**WHAT THE EXERCISE ASKS**
Emit an exact copy of the lines running from the start of the records to the line containing "touches file content.", both included.
#### STUDY MATERIAL ####
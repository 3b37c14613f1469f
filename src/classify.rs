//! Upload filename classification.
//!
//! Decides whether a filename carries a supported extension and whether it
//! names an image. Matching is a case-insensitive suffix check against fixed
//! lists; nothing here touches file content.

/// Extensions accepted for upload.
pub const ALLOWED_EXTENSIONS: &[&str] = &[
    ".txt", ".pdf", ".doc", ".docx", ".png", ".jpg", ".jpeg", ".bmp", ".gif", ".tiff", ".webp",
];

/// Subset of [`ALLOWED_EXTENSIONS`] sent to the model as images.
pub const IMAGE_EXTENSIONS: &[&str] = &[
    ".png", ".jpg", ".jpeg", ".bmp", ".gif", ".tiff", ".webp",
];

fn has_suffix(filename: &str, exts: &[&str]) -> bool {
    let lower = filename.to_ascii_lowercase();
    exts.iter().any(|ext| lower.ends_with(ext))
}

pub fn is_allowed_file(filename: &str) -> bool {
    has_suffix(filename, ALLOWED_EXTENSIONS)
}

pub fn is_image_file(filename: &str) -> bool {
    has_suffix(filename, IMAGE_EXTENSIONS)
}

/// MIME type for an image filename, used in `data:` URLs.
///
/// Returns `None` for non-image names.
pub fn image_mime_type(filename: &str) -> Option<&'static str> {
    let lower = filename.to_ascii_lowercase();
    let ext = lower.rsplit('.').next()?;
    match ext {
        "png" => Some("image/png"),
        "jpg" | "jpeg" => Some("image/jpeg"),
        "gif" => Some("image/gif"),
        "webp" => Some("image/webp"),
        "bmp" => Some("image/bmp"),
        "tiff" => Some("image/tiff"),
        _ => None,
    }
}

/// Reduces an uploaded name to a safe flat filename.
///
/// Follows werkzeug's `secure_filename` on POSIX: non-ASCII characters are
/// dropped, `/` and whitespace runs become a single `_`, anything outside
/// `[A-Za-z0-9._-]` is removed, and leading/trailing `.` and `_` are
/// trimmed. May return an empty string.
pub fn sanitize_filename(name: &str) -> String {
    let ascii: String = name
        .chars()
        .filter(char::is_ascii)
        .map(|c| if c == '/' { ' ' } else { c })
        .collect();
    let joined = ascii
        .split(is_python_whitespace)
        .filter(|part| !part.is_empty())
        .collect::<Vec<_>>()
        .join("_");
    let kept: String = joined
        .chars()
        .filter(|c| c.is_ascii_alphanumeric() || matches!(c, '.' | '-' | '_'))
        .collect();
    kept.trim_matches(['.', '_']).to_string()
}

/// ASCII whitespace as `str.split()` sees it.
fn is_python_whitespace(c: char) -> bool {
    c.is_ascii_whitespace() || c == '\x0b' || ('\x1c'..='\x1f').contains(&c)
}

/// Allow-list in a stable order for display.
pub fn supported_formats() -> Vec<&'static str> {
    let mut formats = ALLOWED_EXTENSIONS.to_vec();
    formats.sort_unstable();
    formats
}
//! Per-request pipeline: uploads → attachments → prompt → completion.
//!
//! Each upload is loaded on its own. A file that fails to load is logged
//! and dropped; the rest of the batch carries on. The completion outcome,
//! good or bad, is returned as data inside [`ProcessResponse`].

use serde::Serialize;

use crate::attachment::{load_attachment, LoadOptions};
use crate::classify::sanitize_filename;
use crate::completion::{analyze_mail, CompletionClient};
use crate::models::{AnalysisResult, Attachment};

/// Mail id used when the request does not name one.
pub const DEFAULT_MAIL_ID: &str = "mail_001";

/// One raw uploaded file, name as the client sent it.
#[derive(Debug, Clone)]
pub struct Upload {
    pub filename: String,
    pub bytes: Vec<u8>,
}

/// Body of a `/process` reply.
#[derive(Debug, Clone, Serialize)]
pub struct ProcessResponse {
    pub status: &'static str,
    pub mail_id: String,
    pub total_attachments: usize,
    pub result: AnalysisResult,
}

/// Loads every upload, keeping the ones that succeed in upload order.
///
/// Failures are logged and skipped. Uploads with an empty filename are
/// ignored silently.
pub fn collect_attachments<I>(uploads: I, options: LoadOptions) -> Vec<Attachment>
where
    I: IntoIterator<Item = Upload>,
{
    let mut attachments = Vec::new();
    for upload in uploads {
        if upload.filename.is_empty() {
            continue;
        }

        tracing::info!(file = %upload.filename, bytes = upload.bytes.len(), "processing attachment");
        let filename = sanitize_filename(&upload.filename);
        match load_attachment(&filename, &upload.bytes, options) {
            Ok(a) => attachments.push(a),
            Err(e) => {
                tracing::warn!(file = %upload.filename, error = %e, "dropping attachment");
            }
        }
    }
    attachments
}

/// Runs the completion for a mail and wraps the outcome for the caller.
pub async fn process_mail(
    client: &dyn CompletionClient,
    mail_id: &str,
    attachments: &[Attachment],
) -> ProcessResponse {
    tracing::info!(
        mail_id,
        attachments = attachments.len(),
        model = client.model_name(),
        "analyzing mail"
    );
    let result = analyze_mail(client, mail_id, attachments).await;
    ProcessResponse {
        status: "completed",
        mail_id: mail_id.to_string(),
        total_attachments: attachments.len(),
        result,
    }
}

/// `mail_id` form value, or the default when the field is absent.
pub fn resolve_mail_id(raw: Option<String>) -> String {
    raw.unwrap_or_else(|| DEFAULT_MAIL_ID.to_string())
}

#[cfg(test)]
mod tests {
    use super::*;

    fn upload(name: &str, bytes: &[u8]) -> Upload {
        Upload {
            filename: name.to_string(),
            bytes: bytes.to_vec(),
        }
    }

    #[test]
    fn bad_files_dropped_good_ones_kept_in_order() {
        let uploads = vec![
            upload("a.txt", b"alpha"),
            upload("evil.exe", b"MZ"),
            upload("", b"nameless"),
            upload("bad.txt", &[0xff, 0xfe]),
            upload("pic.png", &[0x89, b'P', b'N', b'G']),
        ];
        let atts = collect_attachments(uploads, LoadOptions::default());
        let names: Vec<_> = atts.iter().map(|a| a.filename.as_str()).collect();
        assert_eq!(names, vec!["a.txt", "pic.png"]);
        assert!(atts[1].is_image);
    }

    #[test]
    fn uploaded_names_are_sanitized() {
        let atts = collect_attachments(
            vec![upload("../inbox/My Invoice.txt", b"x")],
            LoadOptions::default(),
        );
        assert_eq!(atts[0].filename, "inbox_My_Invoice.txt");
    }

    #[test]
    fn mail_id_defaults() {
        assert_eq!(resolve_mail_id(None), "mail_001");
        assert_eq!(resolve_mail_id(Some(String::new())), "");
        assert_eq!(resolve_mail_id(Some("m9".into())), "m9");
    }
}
####
**TASK RESPONSE**
repository 3b37c14613f1469f
filename src/classify.rs
//! Upload filename classification.
//!
//! Decides whether a filename carries a supported extension and whether it
//! names an image. Matching is a case-insensitive suffix check against fixed
//! lists; nothing here touches file content.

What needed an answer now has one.